Sharaf tried to stand, rising so quickly that his head swam. Fifty yards away he saw the BMW make a screeching U-turn to head off in pursuit of the ambulance-Sam Keller at the wheel, taking charge before they lost Laleh altogether. Thank God. Keller was already several blocks behind, but for the moment he was the only one with a chance to keep pace.
Sharaf reached for his phone, then remembered he had left it on the seat of the BMW. Keep driving, he thought. Stay with them. The young man was his daughter’s only hope. God help us all. Tears of fear and anger streamed down his cheeks. God help us all.

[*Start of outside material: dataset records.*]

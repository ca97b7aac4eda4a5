use serde::Deserialize;
use std::{fs, io::ErrorKind, path::PathBuf};

#[derive(Debug, Clone, Deserialize)]
#[serde(default)]
pub struct DeviceConfig {
    pub endpoint: String,
    /// Status data point carrying the cumulative counter.
    pub energy_code: String,
    /// Divisor turning device units into kWh.
    pub unit_scale: f64,
    pub timeout_secs: u64,
}

impl Default for DeviceConfig {
    fn default() -> Self {
        Self {
            endpoint: "https://openapi.tuyaeu.com".to_string(),
            energy_code: "forward_energy_total".to_string(),
            unit_scale: 100.0,
            timeout_secs: 10,
        }
    }
}

#[derive(Debug, Clone, Deserialize)]
#[serde(default)]
pub struct StorageConfig {
    pub data_dir: PathBuf,
}

impl Default for StorageConfig {
    fn default() -> Self {
        Self {
            data_dir: PathBuf::from("data"),
        }
    }
}

#[derive(Debug, Clone)]
pub struct DeviceCredentials {
    pub access_id: String,
    pub access_key: String,
    pub device_id: String,
}

#[derive(Debug, Clone, Default, Deserialize)]
#[serde(default)]
pub struct AppConfig {
    pub device: DeviceConfig,
    pub storage: StorageConfig,
    #[serde(skip)]
    credentials: Option<DeviceCredentials>,
    #[serde(skip)]
    missing_credentials: Vec<&'static str>,
}

const CREDENTIAL_VARS: [&str; 3] = ["TUYA_ACCESS_ID", "TUYA_ACCESS_KEY", "TUYA_DEVICE_ID"];

impl AppConfig {
    /// Reads `$ENERGY_LOGGER_CONFIG` (default `energy-logger.toml`; a missing
    /// file means defaults), then applies environment overrides.
    pub fn load() -> anyhow::Result<Self> {
        use std::env;

        let path =
            env::var("ENERGY_LOGGER_CONFIG").unwrap_or_else(|_| "energy-logger.toml".to_string());
        let mut cfg = match fs::read_to_string(&path) {
            Ok(contents) => Self::from_toml_str(&contents)
                .map_err(|e| anyhow::anyhow!("invalid config file {path}: {e}"))?,
            Err(e) if e.kind() == ErrorKind::NotFound => {
                tracing::debug!(path = %path, "no config file, using defaults");
                Self::default()
            }
            Err(e) => return Err(anyhow::anyhow!("failed to read config file {path}: {e}")),
        };

        cfg.apply_env(|key| env::var(key).ok());
        Ok(cfg)
    }

    pub fn from_toml_str(contents: &str) -> anyhow::Result<Self> {
        Ok(toml::from_str(contents)?)
    }

    /// Applies environment overrides through `lookup`; empty values count as
    /// unset.
    pub fn apply_env<F>(&mut self, lookup: F)
    where
        F: Fn(&str) -> Option<String>,
    {
        let get = |key: &str| lookup(key).filter(|v| !v.trim().is_empty());

        if let Some(endpoint) = get("TUYA_API_ENDPOINT") {
            self.device.endpoint = endpoint;
        }
        if let Some(dir) = get("ENERGY_LOGGER_DATA_DIR") {
            self.storage.data_dir = PathBuf::from(dir);
        }

        let [access_id, access_key, device_id] = CREDENTIAL_VARS.map(|key| get(key));
        self.missing_credentials = CREDENTIAL_VARS
            .iter()
            .zip([&access_id, &access_key, &device_id])
            .filter(|(_, v)| v.is_none())
            .map(|(k, _)| *k)
            .collect();

        self.credentials = match (access_id, access_key, device_id) {
            (Some(access_id), Some(access_key), Some(device_id)) => Some(DeviceCredentials {
                access_id,
                access_key,
                device_id,
            }),
            _ => None,
        };
    }

    /// Device credentials, or an error naming every missing variable.
    pub fn credentials(&self) -> anyhow::Result<&DeviceCredentials> {
        match &self.credentials {
            Some(creds) => Ok(creds),
            None => {
                let missing = if self.missing_credentials.is_empty() {
                    CREDENTIAL_VARS.to_vec()
                } else {
                    self.missing_credentials.clone()
                };
                anyhow::bail!("missing required environment variables: {}", missing.join(", "))
            }
        }
    }

    pub fn dashboard_path(&self) -> PathBuf {
        self.storage.data_dir.join("README.md")
    }
}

At first Sam tracked the ambulance by ear, turning left-right-left, then flooring it down a major boulevard as he listened for the urgent wail of the siren. By the time whoever was driving had the gumption to shut off the siren and the flashing red lights, Sam had spotted both the ambulance and the police van. For the first time he felt the stirrings of hope. A shaky hope, granted, but maybe he could keep pace. And when they stopped he could call in their location on Sharaf’s phone, which was there on the seat beside him.
It then occurred to him that he didn’t know anyone’s number-not Mansour’s, not Ali’s, not anyone’s-and a charge of panic branched out through his body like a lightning strike, from the back of his throat to the tips of his fingers.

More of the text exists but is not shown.